El Yunque National Forest, a rainforest in Puerto Rico, pictured in 2012 (CNS/Octavio Duran)
Festivities to mark the five-year anniversary of Pope Francis' landmark encyclical on the environment begin this weekend, just not how anyone originally anticipated.
With the planet still grappling with the coronavirus pandemic, a more subdued, mostly digital Laudato Si' Week kicks off May 16 and runs through May 24. The nine-day Vatican-sponsored event will commemorate the pope's 2015 social encyclical "Laudato Si', on Care for Our Common Home" — the first papal letter focused entirely on the Catholic Church's teachings on the environment and human ecology.

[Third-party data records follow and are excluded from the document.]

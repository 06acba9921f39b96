use once_cell::sync::Lazy;
use regex::Regex;

use crate::config::ParsingConfig;
use crate::identifiers::YEAR;
use crate::strategy::first_success;

/// Segmentation strategy identifier, in the order strategies are tried.
#[derive(Debug, Clone, Copy, PartialEq, Eq, Hash)]
pub enum SegmentationStrategy {
    /// `[n]`, line-leading `n.` or line-leading `(n)` markers.
    Numbered,
    /// `Lastname, I. (YYYY)` author-year entries.
    AuthorParenYear,
    /// `Lastname, I., YYYY.` author-year entries.
    AuthorCommaYear,
    /// Any `Lastname, I.` that starts a line or follows a sentence end.
    LooseAuthor,
}

impl SegmentationStrategy {
    pub const ORDER: [SegmentationStrategy; 4] = [
        SegmentationStrategy::Numbered,
        SegmentationStrategy::AuthorParenYear,
        SegmentationStrategy::AuthorCommaYear,
        SegmentationStrategy::LooseAuthor,
    ];

    fn boundaries(self) -> fn(&str, &ParsingConfig) -> Vec<usize> {
        match self {
            SegmentationStrategy::Numbered => numbered_boundaries,
            SegmentationStrategy::AuthorParenYear => author_paren_year_boundaries,
            SegmentationStrategy::AuthorCommaYear => author_comma_year_boundaries,
            SegmentationStrategy::LooseAuthor => loose_author_boundaries,
        }
    }
}

/// Result of segmenting a references region.
#[derive(Debug, Clone, PartialEq, Eq)]
pub struct SegmentationResult {
    /// `None` when no strategy found a single boundary and the whole region
    /// was kept as one segment.
    pub strategy: Option<SegmentationStrategy>,
    pub segments: Vec<String>,
}

// Surname followed by one to three initials: "Smith, J." / "O'Neil, A.-B."
const AUTHOR: &str = r"\p{Lu}[\p{L}'’\-]+,\s+(?:\p{Lu}\.[\s\-]*){1,3}";

fn author_list() -> String {
    format!(r"{AUTHOR}(?:,?\s*(?:&|and)?\s*{AUTHOR}){{0,8}}")
}

/// Split a references region into raw reference strings.
///
/// Strategies are tried in [`SegmentationStrategy::ORDER`]; the first one
/// yielding at least `min_segments` segments wins. If none does, the first
/// strategy that found any boundary is used, and failing that the whole
/// region is one segment.
pub fn segment_references(text: &str) -> SegmentationResult {
    segment_references_with_config(text, &ParsingConfig::default())
}

type Segmenter = fn(&str, &ParsingConfig) -> Option<Vec<String>>;

/// Config-aware version of [`segment_references`].
pub fn segment_references_with_config(text: &str, config: &ParsingConfig) -> SegmentationResult {
    let strategies: [(SegmentationStrategy, Segmenter); 4] = [
        (SegmentationStrategy::Numbered, try_numbered),
        (SegmentationStrategy::AuthorParenYear, try_author_paren_year),
        (SegmentationStrategy::AuthorCommaYear, try_author_comma_year),
        (SegmentationStrategy::LooseAuthor, try_loose_author),
    ];

    if let Some((strategy, segments)) = first_success(&strategies, text, config) {
        tracing::debug!(?strategy, count = segments.len(), "segmented references");
        return SegmentationResult {
            strategy: Some(strategy),
            segments,
        };
    }

    for strategy in SegmentationStrategy::ORDER {
        let boundaries = strategy.boundaries()(text, config);
        if !boundaries.is_empty() {
            let segments = split_at_boundaries(text, &boundaries);
            tracing::debug!(
                ?strategy,
                count = segments.len(),
                "no strategy reached the minimum, using first with boundaries"
            );
            return SegmentationResult {
                strategy: Some(strategy),
                segments,
            };
        }
    }

    let whole = text.trim();
    SegmentationResult {
        strategy: None,
        segments: if whole.is_empty() {
            vec![]
        } else {
            vec![whole.to_string()]
        },
    }
}

/// Cut `text` before every boundary. Text ahead of the first boundary is kept
/// as its own segment; empty segments are dropped.
fn split_at_boundaries(text: &str, boundaries: &[usize]) -> Vec<String> {
    let mut cuts: Vec<usize> = boundaries.to_vec();
    cuts.sort_unstable();
    cuts.dedup();

    let mut segments = Vec::with_capacity(cuts.len() + 1);
    let mut start = 0;
    for &cut in cuts.iter().chain(std::iter::once(&text.len())) {
        let piece = text[start..cut].trim();
        if !piece.is_empty() {
            segments.push(piece.to_string());
        }
        start = cut;
    }
    segments
}

fn enough(text: &str, boundaries: Vec<usize>, config: &ParsingConfig) -> Option<Vec<String>> {
    if boundaries.is_empty() {
        return None;
    }
    let segments = split_at_boundaries(text, &boundaries);
    (segments.len() >= config.min_segments).then_some(segments)
}

fn try_numbered(text: &str, config: &ParsingConfig) -> Option<Vec<String>> {
    enough(text, numbered_boundaries(text, config), config)
}

fn try_author_paren_year(text: &str, config: &ParsingConfig) -> Option<Vec<String>> {
    enough(text, author_paren_year_boundaries(text, config), config)
}

fn try_author_comma_year(text: &str, config: &ParsingConfig) -> Option<Vec<String>> {
    enough(text, author_comma_year_boundaries(text, config), config)
}

fn try_loose_author(text: &str, config: &ParsingConfig) -> Option<Vec<String>> {
    enough(text, loose_author_boundaries(text, config), config)
}

/// Start of every `[n]`, line-leading `n.` and line-leading `(n)` marker.
pub fn numbered_boundaries(text: &str, config: &ParsingConfig) -> Vec<usize> {
    static RE: Lazy<Regex> =
        Lazy::new(|| Regex::new(r"(?m)\[\d{1,3}\]|^[ \t]*\d{1,3}\.\s|^[ \t]*\(\d{1,3}\)").unwrap());

    let re = config.numbered_segment_re.as_ref().unwrap_or(&RE);
    re.find_iter(text)
        .map(|m| {
            let s = m.as_str();
            m.start() + (s.len() - s.trim_start().len())
        })
        .collect()
}

/// Start of every `Lastname, I. (YYYY)` entry (an author list is allowed
/// before the year).
pub fn author_paren_year_boundaries(text: &str, _config: &ParsingConfig) -> Vec<usize> {
    static RE: Lazy<Regex> =
        Lazy::new(|| Regex::new(&format!(r"{}\s*\({YEAR}[a-z]?\)", author_list())).unwrap());
    RE.find_iter(text).map(|m| m.start()).collect()
}

/// Start of every `Lastname, I., YYYY.` entry.
pub fn author_comma_year_boundaries(text: &str, _config: &ParsingConfig) -> Vec<usize> {
    static RE: Lazy<Regex> =
        Lazy::new(|| Regex::new(&format!(r"{},?\s*{YEAR}[a-z]?\.", author_list())).unwrap());
    RE.find_iter(text).map(|m| m.start()).collect()
}

/// Start of every `Lastname, I.` at the beginning of the text, of a line, or
/// right after a sentence-ending period.
pub fn loose_author_boundaries(text: &str, _config: &ParsingConfig) -> Vec<usize> {
    static RE: Lazy<Regex> =
        Lazy::new(|| Regex::new(r"\p{Lu}[\p{L}'’\-]+,\s+\p{Lu}\.").unwrap());

    RE.find_iter(text)
        .map(|m| m.start())
        .filter(|&start| {
            let before = &text[..start];
            let trimmed = before.trim_end();
            trimmed.is_empty()
                || trimmed.ends_with('.')
                || before[trimmed.len()..].contains('\n')
        })
        .collect()
}

#[cfg(test)]
mod tests {
    use super::*;
    use crate::ParsingConfigBuilder;

    #[test]
    fn test_segment_ieee_brackets() {
        let text = "\n[1] First reference text here.\n[2] Second reference text here.\n[3] Third reference.\n";
        let result = segment_references(text);
        assert_eq!(result.strategy, Some(SegmentationStrategy::Numbered));
        assert_eq!(result.segments.len(), 3);
        assert!(result.segments[0].starts_with("[1] First"));
        assert!(result.segments[2].starts_with("[3] Third"));
    }

    #[test]
    fn test_segment_brackets_without_newlines() {
        let text = "[1] First ref 2001. [2] Second ref 2002. [3] Third ref 2003.";
        let result = segment_references(text);
        assert_eq!(result.segments.len(), 3);
        assert_eq!(result.segments[1], "[2] Second ref 2002.");
    }

    #[test]
    fn test_segment_numbered_lines() {
        let text = "1. First ref content.\n2. Second ref content.\n3. Third ref content.\n";
        let result = segment_references(text);
        assert_eq!(result.strategy, Some(SegmentationStrategy::Numbered));
        assert_eq!(result.segments.len(), 3);
        assert!(result.segments[1].starts_with("2. Second"));
    }

    #[test]
    fn test_segment_parenthesized_numbers() {
        let text = "(1) First ref content.\n(2) Second ref content.\n(3) Third ref content.";
        let result = segment_references(text);
        assert_eq!(result.segments.len(), 3);
        assert!(result.segments[2].starts_with("(3) Third"));
    }

    #[test]
    fn test_segment_author_paren_year() {
        let text = "Smith, J., & Doe, A. (2020). Widgets. J. Widg. Brown, K. (2019). Gadgets. Gadget Rev. Clark, E. F. (2018). Sprockets. Sprocket Q.";
        let result = segment_references(text);
        assert_eq!(result.strategy, Some(SegmentationStrategy::AuthorParenYear));
        assert_eq!(result.segments.len(), 3);
        assert!(result.segments[0].starts_with("Smith, J., & Doe, A. (2020)"));
        assert!(result.segments[1].starts_with("Brown, K. (2019)"));
        assert!(result.segments[2].starts_with("Clark, E. F. (2018)"));
    }

    #[test]
    fn test_segment_author_comma_year() {
        let text = "Adams, B., 2001. Widgets. J. Widg. Brown, D., 2003. Gadgets. Gadget Rev. Clark, E., Davis, G., 2005. Sprockets. Proc.";
        let result = segment_references(text);
        assert_eq!(result.strategy, Some(SegmentationStrategy::AuthorCommaYear));
        assert_eq!(result.segments.len(), 3);
        assert!(result.segments[2].starts_with("Clark, E., Davis, G., 2005."));
    }

    #[test]
    fn test_segment_loose_author() {
        let text = "Adams, B. Widgets and things 2001.\nBrown, D. Gadgets in practice 2003.\nClark, E. On sprockets 2005.";
        let result = segment_references(text);
        assert_eq!(result.strategy, Some(SegmentationStrategy::LooseAuthor));
        assert_eq!(result.segments.len(), 3);
    }

    #[test]
    fn test_loose_author_skips_mid_sentence_names() {
        let text = "as discussed by Smith, J. in prior work";
        assert!(loose_author_boundaries(text, &ParsingConfig::default()).is_empty());
    }

    #[test]
    fn test_prefix_before_first_boundary_is_kept() {
        let text = "Header residue\n[1] One.\n[2] Two.\n[3] Three.";
        let result = segment_references(text);
        assert_eq!(result.segments.len(), 4);
        assert_eq!(result.segments[0], "Header residue");
    }

    #[test]
    fn test_below_minimum_uses_first_strategy_with_boundaries() {
        let text = "\n[1] Smith, J. (2020). A Study of Widgets. Journal of Widgets, 12(3), 1-10.";
        let result = segment_references(text);
        assert_eq!(result.strategy, Some(SegmentationStrategy::Numbered));
        assert_eq!(result.segments.len(), 1);
        assert!(result.segments[0].starts_with("[1] Smith"));
    }

    #[test]
    fn test_no_boundaries_keeps_whole_region() {
        let result = segment_references("  just some prose without markers  ");
        assert_eq!(result.strategy, None);
        assert_eq!(result.segments, vec!["just some prose without markers".to_string()]);
        assert!(segment_references("   ").segments.is_empty());
    }

    #[test]
    fn test_custom_min_segments() {
        let config = ParsingConfigBuilder::new().min_segments(2).build().unwrap();
        let text = "Smith, J. (2020). Widgets. Brown, K. (2019). Gadgets.";
        let result = segment_references_with_config(text, &config);
        assert_eq!(result.strategy, Some(SegmentationStrategy::AuthorParenYear));
        assert_eq!(result.segments.len(), 2);
    }

    #[test]
    fn test_custom_numbered_regex() {
        let config = ParsingConfigBuilder::new()
            .numbered_segment_regex(r"\{\d+\}")
            .build()
            .unwrap();
        let text = "{1} First ref text here.\n{2} Second ref text here.\n{3} Third ref.";
        let result = segment_references_with_config(text, &config);
        assert_eq!(result.segments.len(), 3);
        assert!(result.segments[0].starts_with("{1} First"));
    }

    #[test]
    fn test_segmentation_is_deterministic() {
        let text = "[1] A, B. (2001). X.\n[2] C, D. (2002). Y.\n[3] E, F. (2003). Z.";
        assert_eq!(segment_references(text), segment_references(text));
    }
}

In early March, Francis invited the world's 1.2 billion Catholics to take part in Laudato Si' Week, saying, "I renew my urgent call to respond to the ecological crisis. The cry of the Earth and the cry of the poor cannot continue."
The theme for the week is "everything is connected," a central message in the encyclical made all the clearer as the novel coronavirus has raised dramatic consequences for all aspects of life around the world.
Originally, organizers envisioned the week as a mass mobilization of Catholics at the start of what scientists have said is a critical decade for addressing climate change. But instead of calls for increased environmental protections coming from throngs assembled in St. Peter's Square or gathered in plazas and parishes elsewhere around the globe, most of the celebrating will take place online, as was the case in April for the 50th Earth Day.
"It has not been easy to adapt, but we did it," said Tomás Insua, executive director and founder of the Global Catholic Climate Movement, one of the week's main organizers.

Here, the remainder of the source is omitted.